There’s been a lot of response to Jeff Snider’s excellent proposal of using retired numbers to honor current players. One response just came from an active player. One who, just last year, came face-to-face with just how odd it is for there to be so many retired numbers on the team for which he played. He’s Brandon McCarthy of the Dodgers, and he just came up with this bit of brilliance:

That’s a fantastic idea. One which, informally anyway, has been done a bit in the past. Steve Largent and Jerry Rice both wore 80 for the Seahawks, though there was a little hanky panky with that. Luis Aparicio let Omar Vizquel wear his number with the White Sox. You’d have to police this a bit so family members or retired players weren’t pressured into allowing the number to be used or to make sure that dork third generation relatives of famous baseball players weren’t using it to make a buck. But as long as it was a sincere and open gesture, it could be pretty cool.
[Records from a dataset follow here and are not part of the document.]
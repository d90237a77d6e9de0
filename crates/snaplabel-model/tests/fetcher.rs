//! Tests for the download-once artifact cache

mod support;

use sha2::{Digest, Sha256};
use snaplabel_core::ErrorKind;
use snaplabel_model::ArtifactFetcher;
use std::sync::Arc;
use support::CountingSource;

#[tokio::test]
async fn test_downloads_once_then_reuses() {
    let dir = tempfile::tempdir().unwrap();
    let path = dir.path().join("model.safetensors");
    let source = Arc::new(CountingSource::new(b"weights".to_vec()));
    let fetcher = ArtifactFetcher::new(source.clone());

    for _ in 0..3 {
        let local = fetcher.ensure_local("abc123", &path).await.unwrap();
        assert_eq!(local, path);
    }

    assert_eq!(source.calls(), 1);
    assert_eq!(std::fs::read(&path).unwrap(), b"weights");
}

#[tokio::test]
async fn test_existing_file_is_trusted() {
    let dir = tempfile::tempdir().unwrap();
    let path = dir.path().join("model.safetensors");
    std::fs::write(&path, b"already here").unwrap();

    let source = Arc::new(CountingSource::new(b"fresh".to_vec()));
    let fetcher = ArtifactFetcher::new(source.clone()).with_sha256("0".repeat(64));

    fetcher.ensure_local("abc123", &path).await.unwrap();

    assert_eq!(source.calls(), 0);
    assert_eq!(std::fs::read(&path).unwrap(), b"already here");
}

#[tokio::test]
async fn test_cached_file_needs_no_identifier() {
    let dir = tempfile::tempdir().unwrap();
    let path = dir.path().join("model.safetensors");
    std::fs::write(&path, b"cached").unwrap();

    let source = Arc::new(CountingSource::new(b"fresh".to_vec()));
    let fetcher = ArtifactFetcher::new(source.clone());

    assert!(fetcher.ensure_local("", &path).await.is_ok());
    assert_eq!(source.calls(), 0);
}

#[tokio::test]
async fn test_failed_download_leaves_nothing_behind() {
    let dir = tempfile::tempdir().unwrap();
    let path = dir.path().join("model.safetensors");
    let source = Arc::new(CountingSource::failing("connection reset"));
    let fetcher = ArtifactFetcher::new(source.clone());

    let err = fetcher.ensure_local("abc123", &path).await.unwrap_err();
    assert_eq!(err.kind(), ErrorKind::Download);
    assert!(err.to_string().contains("connection reset"));

    assert!(!path.exists());
    assert!(!dir.path().join("model.safetensors.part").exists());

    // The next attempt goes back to the source
    let _ = fetcher.ensure_local("abc123", &path).await;
    assert_eq!(source.calls(), 2);
}

#[tokio::test]
async fn test_checksum_mismatch_is_a_download_failure() {
    let dir = tempfile::tempdir().unwrap();
    let path = dir.path().join("model.safetensors");
    let source = Arc::new(CountingSource::new(b"tampered".to_vec()));
    let fetcher = ArtifactFetcher::new(source).with_sha256("ab".repeat(32));

    let err = fetcher.ensure_local("abc123", &path).await.unwrap_err();
    assert_eq!(err.kind(), ErrorKind::Download);
    assert!(err.to_string().contains("checksum mismatch"));
    assert!(!path.exists());
    assert!(!dir.path().join("model.safetensors.part").exists());
}

#[tokio::test]
async fn test_checksum_match_is_accepted() {
    let dir = tempfile::tempdir().unwrap();
    let path = dir.path().join("model.safetensors");
    let payload = b"genuine weights".to_vec();
    let digest = format!("{:X}", Sha256::digest(&payload));

    let source = Arc::new(CountingSource::new(payload.clone()));
    // Upper-case digests are accepted too
    let fetcher = ArtifactFetcher::new(source).with_sha256(digest);

    fetcher.ensure_local("abc123", &path).await.unwrap();
    assert_eq!(std::fs::read(&path).unwrap(), payload);
}

#[tokio::test]
async fn test_invalid_identifier_is_rejected_before_fetching() {
    let dir = tempfile::tempdir().unwrap();
    let path = dir.path().join("model.safetensors");
    let source = Arc::new(CountingSource::new(b"weights".to_vec()));
    let fetcher = ArtifactFetcher::new(source.clone());

    for id in ["", "  ", "has space", "../escape"] {
        let err = fetcher.ensure_local(id, &path).await.unwrap_err();
        assert_eq!(err.kind(), ErrorKind::Download, "id {:?}", id);
    }
    assert_eq!(source.calls(), 0);
}

#[tokio::test]
async fn test_creates_missing_parent_directories() {
    let dir = tempfile::tempdir().unwrap();
    let path = dir.path().join("cache").join("models").join("pets.safetensors");
    let source = Arc::new(CountingSource::new(b"weights".to_vec()));
    let fetcher = ArtifactFetcher::new(source);

    fetcher.ensure_local("abc123", &path).await.unwrap();
    assert!(path.is_file());
}
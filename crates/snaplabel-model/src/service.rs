//! Process-wide model state

use crate::config::ModelSettings;
use crate::fetcher::ArtifactFetcher;
use crate::pipeline::InferencePipeline;
use crate::predictor::{CandleLoader, PredictorLoader};
use snaplabel_core::{Error, Result};
use std::path::{Path, PathBuf};
use std::sync::Arc;
use std::time::SystemTime;
use tokio::sync::OnceCell;
use tracing::info;

/// The pipeline together with where and when it was loaded
pub struct LoadedModel {
    pub pipeline: InferencePipeline,
    pub path: PathBuf,
    pub loaded_at: SystemTime,
}

impl std::fmt::Debug for LoadedModel {
    fn fmt(&self, f: &mut std::fmt::Formatter<'_>) -> std::fmt::Result {
        f.debug_struct("LoadedModel")
            .field("predictor", &self.pipeline.predictor().name())
            .field("path", &self.path)
            .field("loaded_at", &self.loaded_at)
            .finish()
    }
}

/// Owns the fetch-then-load sequence and its result.
///
/// The model is built at most once per service, even when many callers ask
/// for it concurrently before it exists; they all wait on the same
/// initialization. Initialization runs on its own task, so a caller that
/// gives up waiting does not abort a download in progress. A failed
/// initialization leaves the service empty, so the next caller starts over.
pub struct ModelService {
    inner: Arc<Inner>,
}

struct Inner {
    fetcher: ArtifactFetcher,
    loader: Arc<dyn PredictorLoader>,
    remote_id: String,
    local_path: PathBuf,
    model: OnceCell<Arc<LoadedModel>>,
}

impl ModelService {
    pub fn new(
        fetcher: ArtifactFetcher,
        loader: Arc<dyn PredictorLoader>,
        remote_id: impl Into<String>,
        local_path: impl Into<PathBuf>,
    ) -> Self {
        Self {
            inner: Arc::new(Inner {
                fetcher,
                loader,
                remote_id: remote_id.into(),
                local_path: local_path.into(),
                model: OnceCell::new(),
            }),
        }
    }

    /// Service for the configured source, loading with Candle
    pub fn from_settings(settings: &ModelSettings) -> Result<Self> {
        settings.validate()?;
        Ok(Self::new(
            ArtifactFetcher::from_settings(settings)?,
            Arc::new(CandleLoader),
            settings.remote_id.clone(),
            settings.local_path.clone(),
        ))
    }

    /// The loaded model, fetching and loading it on first use
    pub async fn get(&self) -> Result<Arc<LoadedModel>> {
        if let Some(model) = self.ready() {
            return Ok(model);
        }

        // The task holds the cell's init slot; later callers queue behind it
        let inner = Arc::clone(&self.inner);
        tokio::spawn(async move {
            inner
                .model
                .get_or_try_init(|| inner.initialize())
                .await
                .map(Arc::clone)
        })
        .await
        .map_err(|e| Error::model_load(format!("model initialization task failed: {}", e)))?
    }

    /// The loaded model, if initialization already happened
    pub fn ready(&self) -> Option<Arc<LoadedModel>> {
        self.inner.model.get().cloned()
    }

    pub fn local_path(&self) -> &Path {
        &self.inner.local_path
    }

    pub fn remote_id(&self) -> &str {
        &self.inner.remote_id
    }
}

impl Inner {
    async fn initialize(&self) -> Result<Arc<LoadedModel>> {
        let path = self
            .fetcher
            .ensure_local(&self.remote_id, &self.local_path)
            .await?;

        info!(path = %path.display(), "Loading model");
        let loader = Arc::clone(&self.loader);
        let load_path = path.clone();
        let pipeline = tokio::task::spawn_blocking(move || {
            InferencePipeline::load(&load_path, loader.as_ref())
        })
        .await
        .map_err(|e| Error::model_load(format!("model load task failed: {}", e)))??;

        info!(
            predictor = pipeline.predictor().name(),
            classes = pipeline.vocabulary().len(),
            "Model ready"
        );

        Ok(Arc::new(LoadedModel {
            pipeline,
            path,
            loaded_at: SystemTime::now(),
        }))
    }
}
Underscoring all of this in my mind is the notion that retirement has changed over the years. At least with people. My dad retired 12 years ago, but he has worked steadily since then, driving a school bus for a few years and doing handyman work. He says he’d get bored otherwise. Other people either don’t or can’t retire due to circumstance. Generally speaking, our active lives last longer now than they used to. Retirement has become a bit more flexible a concept than it used to be.

So, McCarthy’s idea would do the same thing for numbers. Keep ’em working after retirement. Reminding us of their continued vitality as opposed to putting them under glass.

I’m really warming up to the idea of changing the way we deal with numbers. This is kind of fun to think about.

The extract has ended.